The wall ‘gave way’ shortly after 7.15 on Friday, explain reports. One family found it impossible even to open their front door.
But this appears to have been an accident waiting to happen… for the last two years.
SIC interviewed one local, named only as Fábio, on Friday morning who said residents had been warning of the wall’s vulnerabilities “since two years”, largely because it was built without any kind of foundations. He actually described the wall as “illegal”.
Last summer, he went on, it was already apparent that the wall was ready to collapse.
At the time, he said, the owner of the project (for a swimming pool, beside a private house already built) said there was no reason to “worry” as he was planning a reinforcement of the wall. That clearly did not take place. Following the intense rains of recent days, what residents feared would happen, did – and now the big question, ‘what will happen next?’
Fábio told SIC on Friday that he would not be moving. Whether this has since changed, due to the perceived dangers of further collapse, is not clear, as since this first interview, nothing more about this background story to the collapse has been written.

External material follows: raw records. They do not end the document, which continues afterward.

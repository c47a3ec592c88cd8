//! Expected and observed entities
//!
//! Both sides address attributes by dotted path (`master_auth.username`,
//! `config.shielded_instance_config.enable_secure_boot`). Numeric segments
//! index into lists on the observed side.

use serde::{Deserialize, Serialize};
use serde_json::Value;
use std::collections::BTreeMap;
use std::fmt;

/// Whether list comparison cares about element order
#[derive(Debug, Clone, Copy, PartialEq, Eq, Default, Serialize, Deserialize)]
#[serde(rename_all = "snake_case")]
pub enum Order {
    /// Elements must appear in the same order
    #[default]
    Sensitive,
    /// Elements are compared as a multiset
    Insensitive,
}

/// Comparator rule for one attribute
#[derive(Debug, Clone, PartialEq, Serialize, Deserialize)]
#[serde(tag = "rule", content = "value", rename_all = "snake_case")]
pub enum Expected {
    /// Must be missing or null; an empty string or zero does not qualify
    Absent,
    /// Must be present and non-null, any value
    Present,
    /// Scalar equality (string, number, bool)
    Exact(Value),
    /// Observed string must fully match this regular expression
    Pattern(String),
    /// List with per-element rules
    List {
        /// Element rules
        items: Vec<Expected>,
        /// Ordering policy
        order: Order,
    },
    /// Map with exact key set; `Absent` entries tolerate missing keys
    Map(BTreeMap<String, Expected>),
    /// Observed value must equal one of these
    OneOf(Vec<Value>),
    /// Observed list must contain this element
    Contains(Value),
    /// Observed list, map or string must have this length
    Len(usize),
}

impl Expected {
    /// Rule requiring an observed string to start with a literal prefix
    ///
    /// Used for version checks: `version_prefix("1.27.")` accepts
    /// `"1.27.3-gke.100"`.
    pub fn version_prefix(prefix: &str) -> Self {
        Self::Pattern(format!("{}.*", regex::escape(prefix)))
    }

    /// Convert a declared value, treating any list as a multiset
    pub fn unordered(value: Value) -> Self {
        match Self::from(value) {
            Self::List { items, .. } => Self::List {
                items,
                order: Order::Insensitive,
            },
            other => other,
        }
    }

    /// Whether this rule is the `Absent` sentinel
    pub fn is_absent(&self) -> bool {
        matches!(self, Self::Absent)
    }
}

impl From<Value> for Expected {
    fn from(value: Value) -> Self {
        match value {
            Value::Null => Self::Absent,
            Value::Array(items) => Self::List {
                items: items.into_iter().map(Self::from).collect(),
                order: Order::Sensitive,
            },
            Value::Object(map) => {
                Self::Map(map.into_iter().map(|(k, v)| (k, Self::from(v))).collect())
            }
            scalar => Self::Exact(scalar),
        }
    }
}

impl From<&str> for Expected {
    fn from(value: &str) -> Self {
        Self::Exact(Value::String(value.to_string()))
    }
}

impl From<String> for Expected {
    fn from(value: String) -> Self {
        Self::Exact(Value::String(value))
    }
}

impl From<bool> for Expected {
    fn from(value: bool) -> Self {
        Self::Exact(Value::Bool(value))
    }
}

impl From<i64> for Expected {
    fn from(value: i64) -> Self {
        Self::Exact(Value::from(value))
    }
}

impl From<i32> for Expected {
    fn from(value: i32) -> Self {
        Self::Exact(Value::from(value))
    }
}

impl fmt::Display for Expected {
    fn fmt(&self, f: &mut fmt::Formatter<'_>) -> fmt::Result {
        match self {
            Self::Absent => write!(f, "<absent>"),
            Self::Present => write!(f, "<present>"),
            Self::Exact(v) => write!(f, "{v}"),
            Self::Pattern(p) => write!(f, "/{p}/"),
            Self::List { items, order } => {
                let parts: Vec<String> = items.iter().map(ToString::to_string).collect();
                match order {
                    Order::Sensitive => write!(f, "[{}]", parts.join(", ")),
                    Order::Insensitive => write!(f, "unordered [{}]", parts.join(", ")),
                }
            }
            Self::Map(entries) => {
                let parts: Vec<String> = entries.iter().map(|(k, v)| format!("{k}: {v}")).collect();
                write!(f, "{{{}}}", parts.join(", "))
            }
            Self::OneOf(values) => {
                let parts: Vec<String> = values.iter().map(ToString::to_string).collect();
                write!(f, "one of [{}]", parts.join(", "))
            }
            Self::Contains(v) => write!(f, "contains {v}"),
            Self::Len(n) => write!(f, "length {n}"),
        }
    }
}

/// Attribute path → expected rule, ordered by path
#[derive(Debug, Clone, Default, PartialEq, Serialize, Deserialize)]
pub struct ExpectedEntity {
    attributes: BTreeMap<String, Expected>,
}

impl ExpectedEntity {
    /// Create an empty entity
    pub fn new() -> Self {
        Self::default()
    }

    /// Set the rule for a path, replacing any earlier rule
    pub fn insert(&mut self, path: impl Into<String>, expected: impl Into<Expected>) {
        self.attributes.insert(path.into(), expected.into());
    }

    /// Builder-style insert
    pub fn with(mut self, path: impl Into<String>, expected: impl Into<Expected>) -> Self {
        self.insert(path, expected);
        self
    }

    /// Rule for a path
    pub fn get(&self, path: &str) -> Option<&Expected> {
        self.attributes.get(path)
    }

    /// Iterate in path order
    pub fn iter(&self) -> impl Iterator<Item = (&str, &Expected)> {
        self.attributes.iter().map(|(k, v)| (k.as_str(), v))
    }

    /// Number of attribute rules
    pub fn len(&self) -> usize {
        self.attributes.len()
    }

    /// Whether no attribute is asserted
    pub fn is_empty(&self) -> bool {
        self.attributes.is_empty()
    }
}

/// Observed resource state as reported by an observation provider
#[derive(Debug, Clone, Default, PartialEq, Serialize, Deserialize)]
#[serde(transparent)]
pub struct ObservedEntity {
    value: Value,
}

impl ObservedEntity {
    /// Wrap an observed value tree
    pub fn new(value: Value) -> Self {
        Self { value }
    }

    /// Resolve a dotted attribute path
    pub fn get(&self, path: &str) -> Option<&Value> {
        lookup_path(&self.value, path)
    }

    /// Platform-assigned resource name
    pub fn name(&self) -> Option<&str> {
        self.get("name").and_then(Value::as_str)
    }

    /// The whole value tree
    pub fn value(&self) -> &Value {
        &self.value
    }
}

impl From<Value> for ObservedEntity {
    fn from(value: Value) -> Self {
        Self::new(value)
    }
}

/// Walk a dotted path through maps and lists
pub fn lookup_path<'a>(root: &'a Value, path: &str) -> Option<&'a Value> {
    if path.is_empty() {
        return Some(root);
    }
    path.split('.').try_fold(root, |node, segment| match node {
        Value::Object(map) => map.get(segment),
        Value::Array(items) => segment.parse::<usize>().ok().and_then(|i| items.get(i)),
        _ => None,
    })
}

On Saturday, Correio da Manhã simply said “the causes of the collapse are unknown, under evaluation by technicians”.
Thus even SIC’s insinuation that the wall had collapsed as a result of the bad weather has been pushed into the background.
The interview with Fábio also suggested that the account that residents are to be rehoused is bogus.

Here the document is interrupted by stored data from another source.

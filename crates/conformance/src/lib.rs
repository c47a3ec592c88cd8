//! # Conformance
//!
//! A framework for checking observed infrastructure against its declaration.
//!
//! This crate computes what each resource attribute should be from a set of
//! declared values and feature toggles, matches platform-named instances to
//! the logical names they were declared under, and compares the two with
//! explicit absence semantics.
//!
//! ## Core Concepts
//!
//! - **Declaration**: Immutable named values, usually infrastructure outputs
//! - **FeatureFlags**: Toggles that select which expectations apply
//! - **RuleTable**: Ordered `(predicate, resolution)` arms per attribute path
//! - **Correlator**: Maps `<name>-<revision>` instances to logical names
//! - **Control**: A named, impact-weighted set of checks against one target
//! - **Runner**: Evaluates controls in parallel and produces a [`RunReport`]
//!
//! ## Example
//!
//! ```ignore
//! use conformance::{
//!     AttributeRule, CallPolicy, Control, Declaration, FeatureFlags, MemoryProvider,
//!     Observer, Predicate, Registry, Resolution, RuleTable, Runner, Target,
//! };
//! use std::sync::Arc;
//!
//! let rules = RuleTable::new("container.cluster").rule(
//!     AttributeRule::new("initial_node_count")
//!         .when(Predicate::Enabled("autopilot"), Resolution::Absent)
//!         .otherwise(Resolution::fixed(1)),
//! );
//! let target = Target::Entities {
//!     kind: "container.cluster".into(),
//!     names: vec!["demo".into()],
//! };
//!
//! let mut registry = Registry::new();
//! registry.register(Control::new("cluster", "Cluster", 1.0, target, rules))?;
//!
//! let provider = MemoryProvider::new()
//!     .with("container.cluster", serde_json::json!({"name": "demo"}));
//! let observer = Observer::new(Arc::new(provider), CallPolicy::default());
//!
//! let declaration = Declaration::default();
//! let flags = FeatureFlags::new().with_bool("autopilot", true);
//! let report = Runner::new(&declaration, &flags, observer).run(&registry)?;
//! assert!(report.conformant());
//! ```
//!
//! ## Provider Traits
//!
//! - [`ObservationProvider`]: Read-only access to observed state
//! - [`ProgressCallback`]: Receives per-control progress from worker threads
//!
//! This allows the crate to be used without hard dependencies on any
//! particular cloud API client or terminal UI.

pub mod comparator;
pub mod control;
pub mod correlator;
pub mod declaration;
pub mod entity;
pub mod error;
pub mod flags;
pub mod provider;
pub mod registry;
pub mod report;
pub mod resolver;
pub mod retry;
pub mod runner;

// Re-export main types at crate root
pub use comparator::{CheckStatus, ComparisonResult, compare};
pub use control::{Control, Group, Skip, Target};
pub use correlator::{Correlation, Correlator};
pub use declaration::{Declaration, KeyStyle};
pub use entity::{Expected, ExpectedEntity, ObservedEntity, Order};
pub use error::{Error, ErrorCategory, ObservationError, Result};
pub use flags::{FeatureFlags, Flag, Predicate};
pub use provider::{CallPolicy, MemoryProvider, ObservationProvider, Observer, Selector};
pub use registry::Registry;
pub use report::{ControlResult, ControlStatus, RunReport, Summary};
pub use resolver::{
    AttributeRule, Resolution, RuleTable, Scope, merge_labels, override_value, resolve,
};
pub use retry::RetryPolicy;
pub use runner::{NoProgress, ProgressCallback, RunOptions, Runner};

“It’s all lies”, Fábio told SIC. “They (meaning local authorities) have never put any proposals forwards”; as for “awaiting rehousing”, he seemed to be saying this too was not quite truthful. Yes, the families are being offered temporary relocation in local hotels, but his concern is that if they leave, they “may never be allowed to come back (…) I am not leaving”, he insisted.
SIC’s report on Friday talked about 13 adults and four children affected by the wall collapse. CM’s story on Saturday described 17 people, including three children.
Whatever the numbers, the story isn’t just about a poorly-constructed perimeter wall coming down following heavy rains. If Fábio’s account is a complete one, these families have been living in these precarious homes in Poço de Montechoro for almost four decades (he described 37 years, 32 of which while he has been alive …). Fábio also seemed to suggest this whole episode has been a pretext to clear the area of these ‘precarious homes’.